Ketua BEM Universitas Negeri Padang Indra Kurniawan menambahkan, meskipun kebakaran hutan dan lahan di Sumbar tidak semasif daerah lain, banyak masyarakat Sumbar terkena dampak kabut asap, terutama di daerah perbatasan, seperti Limapuluh Kota, Payakumbuh, dan Dharmasraya. Namun, sejauh ini, reaksi dari pemprov baru berupa surat edaran untuk mengurangi aktivitas di luar ruangan dan penggunaan masker.
"Kami juga meminta pernyataan sikap kepada bapak gubernur terhadap korporasi pemicu kebakaran hutan dan lahan. Jangan sampai nanti hutan kita juga dibabat habis seperti hutan saudara-saudara kita di provinsi yang lain. Sayangnya, bapak gubernur belum hadir," katanya.
Massa yang bertahan hingga pukul 17.00 akhirnya membubarkan diri. Mereka berencana kembali melakukan aksi yang lebih besar Senin (23/9/2019) dengan jumlah massa yang lebih banyak. Massa tidak akan berhenti sebelum gubernur menemui mereka.
Masih tebal
Ditemui terpisah, Kepala Bagian Humas Kabupaten Dharmasraya Budi Waluyo mengatakan, kabut asap di Dharmasraya masih tebal dengan jarak pandang kurang dari 300 meter. Adapun angka PM 10 mencapai 350 mikrogram per meter kubik (µg/m3) pada siang dan 450 µg/m3 pada malam.
"Kondisi udara di Dharmasraya sudah sangat tidak sehat. Tanda-tanda asap akan menghilang juga belum ada," kata Budi ketika berkunjung ke Padang.

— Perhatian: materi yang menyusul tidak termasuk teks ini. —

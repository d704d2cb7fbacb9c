//! Playback logic for the slot player.
//!
//! This module handles tick advancement, seeking and slot navigation, and
//! applying refreshed bounds. All functions mutate a `PlaybackState` and
//! append the events they produced.

mod advance;
mod refresh;
mod seeking;

pub use advance::advance;
pub use refresh::apply_bounds;
pub use seeking::{
    fast_forward, go_to_slot, jump_to_live, next_slot, previous_slot, rewind, seek_to_time,
};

Adapun upaya yang dilakukan Pemerintah Kabupaten Dharmasraya adalah membagikan 25.000 masker untuk warga. Pemkab menyiapkan pula seluruh perangkat rumah sakit dan puskesmas agar siap mengantisipasi bencana kabut asap dengan menyediakan obat. Pemkab juga meliburkan sekolah selama tiga hari hingga Kamis (19/9) besok.
Menurut Budi, sejauh ini, kabut asap telah berdampak pada meningkatnya keluhan warga terkait ISPA. Pada 11 September, jumlah kasus ISPA baru 61 kasus. Sementara, 17 September, angkanya naik menjadi 111 kasus. Jumlah itu berasal dari laporan 14 puskesmas di Dharmasraya, belum termasuk data dari dua RSUD dan 52 puskesmas tingkat nagari.